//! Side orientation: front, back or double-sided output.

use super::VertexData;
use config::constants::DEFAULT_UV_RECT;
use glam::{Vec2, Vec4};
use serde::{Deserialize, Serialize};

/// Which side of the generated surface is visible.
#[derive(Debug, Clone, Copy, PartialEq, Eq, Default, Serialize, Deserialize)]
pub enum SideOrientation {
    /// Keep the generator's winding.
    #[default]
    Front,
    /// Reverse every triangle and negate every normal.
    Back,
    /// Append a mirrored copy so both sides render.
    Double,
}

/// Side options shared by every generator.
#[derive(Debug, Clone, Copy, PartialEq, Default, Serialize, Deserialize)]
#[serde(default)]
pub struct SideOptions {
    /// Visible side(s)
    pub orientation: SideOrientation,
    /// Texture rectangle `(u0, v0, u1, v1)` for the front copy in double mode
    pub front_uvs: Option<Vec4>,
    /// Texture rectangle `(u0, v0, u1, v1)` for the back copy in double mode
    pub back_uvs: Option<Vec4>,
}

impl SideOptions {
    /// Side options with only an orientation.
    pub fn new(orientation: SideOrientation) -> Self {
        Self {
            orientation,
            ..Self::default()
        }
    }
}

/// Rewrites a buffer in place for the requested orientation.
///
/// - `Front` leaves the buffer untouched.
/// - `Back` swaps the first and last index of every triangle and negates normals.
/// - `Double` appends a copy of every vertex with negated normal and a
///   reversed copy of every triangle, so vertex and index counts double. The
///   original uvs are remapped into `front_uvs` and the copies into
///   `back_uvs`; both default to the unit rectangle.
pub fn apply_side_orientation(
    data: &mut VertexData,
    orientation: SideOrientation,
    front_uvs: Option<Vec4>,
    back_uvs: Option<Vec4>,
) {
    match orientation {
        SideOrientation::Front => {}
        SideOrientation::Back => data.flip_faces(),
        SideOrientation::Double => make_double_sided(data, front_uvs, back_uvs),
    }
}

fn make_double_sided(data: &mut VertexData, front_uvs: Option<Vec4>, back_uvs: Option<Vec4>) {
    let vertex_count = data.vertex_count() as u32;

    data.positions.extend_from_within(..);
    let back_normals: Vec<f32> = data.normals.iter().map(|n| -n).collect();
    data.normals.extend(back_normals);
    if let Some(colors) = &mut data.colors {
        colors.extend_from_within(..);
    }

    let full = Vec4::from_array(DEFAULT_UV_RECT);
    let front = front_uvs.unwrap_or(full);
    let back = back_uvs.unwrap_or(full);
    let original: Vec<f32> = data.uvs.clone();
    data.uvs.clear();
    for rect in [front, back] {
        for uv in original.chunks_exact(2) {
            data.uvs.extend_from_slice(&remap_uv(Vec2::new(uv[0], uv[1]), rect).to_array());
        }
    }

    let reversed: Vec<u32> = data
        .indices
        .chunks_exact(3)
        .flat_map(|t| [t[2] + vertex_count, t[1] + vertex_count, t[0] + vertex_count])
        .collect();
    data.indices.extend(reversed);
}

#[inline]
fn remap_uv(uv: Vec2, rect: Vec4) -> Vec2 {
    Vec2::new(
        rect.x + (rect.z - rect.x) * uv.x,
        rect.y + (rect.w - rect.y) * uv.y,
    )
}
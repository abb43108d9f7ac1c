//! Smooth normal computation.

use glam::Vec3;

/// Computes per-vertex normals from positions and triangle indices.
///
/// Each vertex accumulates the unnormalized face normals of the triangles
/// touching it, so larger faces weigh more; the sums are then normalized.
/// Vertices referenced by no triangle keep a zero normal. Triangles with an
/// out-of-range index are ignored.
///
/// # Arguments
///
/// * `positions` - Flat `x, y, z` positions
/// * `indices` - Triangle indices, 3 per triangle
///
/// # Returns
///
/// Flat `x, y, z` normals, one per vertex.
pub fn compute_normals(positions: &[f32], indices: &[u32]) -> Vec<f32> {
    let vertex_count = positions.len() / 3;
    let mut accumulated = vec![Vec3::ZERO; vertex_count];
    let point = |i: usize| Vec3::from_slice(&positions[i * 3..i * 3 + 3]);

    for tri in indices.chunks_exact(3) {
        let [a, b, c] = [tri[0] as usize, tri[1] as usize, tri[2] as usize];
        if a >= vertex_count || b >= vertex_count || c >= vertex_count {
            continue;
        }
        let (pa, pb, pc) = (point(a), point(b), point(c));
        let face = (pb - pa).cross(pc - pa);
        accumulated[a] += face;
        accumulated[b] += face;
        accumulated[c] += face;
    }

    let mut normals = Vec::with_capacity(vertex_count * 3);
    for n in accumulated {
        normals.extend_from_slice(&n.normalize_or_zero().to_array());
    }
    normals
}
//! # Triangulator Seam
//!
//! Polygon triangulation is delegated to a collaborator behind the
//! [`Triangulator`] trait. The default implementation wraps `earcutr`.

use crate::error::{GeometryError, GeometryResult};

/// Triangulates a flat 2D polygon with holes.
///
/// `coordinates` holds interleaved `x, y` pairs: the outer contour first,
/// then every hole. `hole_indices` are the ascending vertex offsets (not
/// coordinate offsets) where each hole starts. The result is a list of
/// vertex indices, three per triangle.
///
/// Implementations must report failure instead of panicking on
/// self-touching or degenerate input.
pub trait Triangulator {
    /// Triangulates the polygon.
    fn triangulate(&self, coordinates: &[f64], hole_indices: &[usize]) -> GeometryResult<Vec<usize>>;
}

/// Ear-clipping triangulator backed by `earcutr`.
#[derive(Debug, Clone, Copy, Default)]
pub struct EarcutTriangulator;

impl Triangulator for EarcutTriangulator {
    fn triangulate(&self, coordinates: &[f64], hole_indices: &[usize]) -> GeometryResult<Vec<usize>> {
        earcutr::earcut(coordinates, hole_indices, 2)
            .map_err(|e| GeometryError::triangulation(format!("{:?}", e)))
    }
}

########################################

• What to produce: Starting with the first line of the records above, give back each line exactly until the line with "surface is visible." has been given as well.

• Task output:
//! Side orientation: front, back or double-sided output.

use super::VertexData;
use config::constants::DEFAULT_UV_RECT;
use glam::{Vec2, Vec4};
use serde::{Deserialize, Serialize};

/// Which side of the generated surface is visible.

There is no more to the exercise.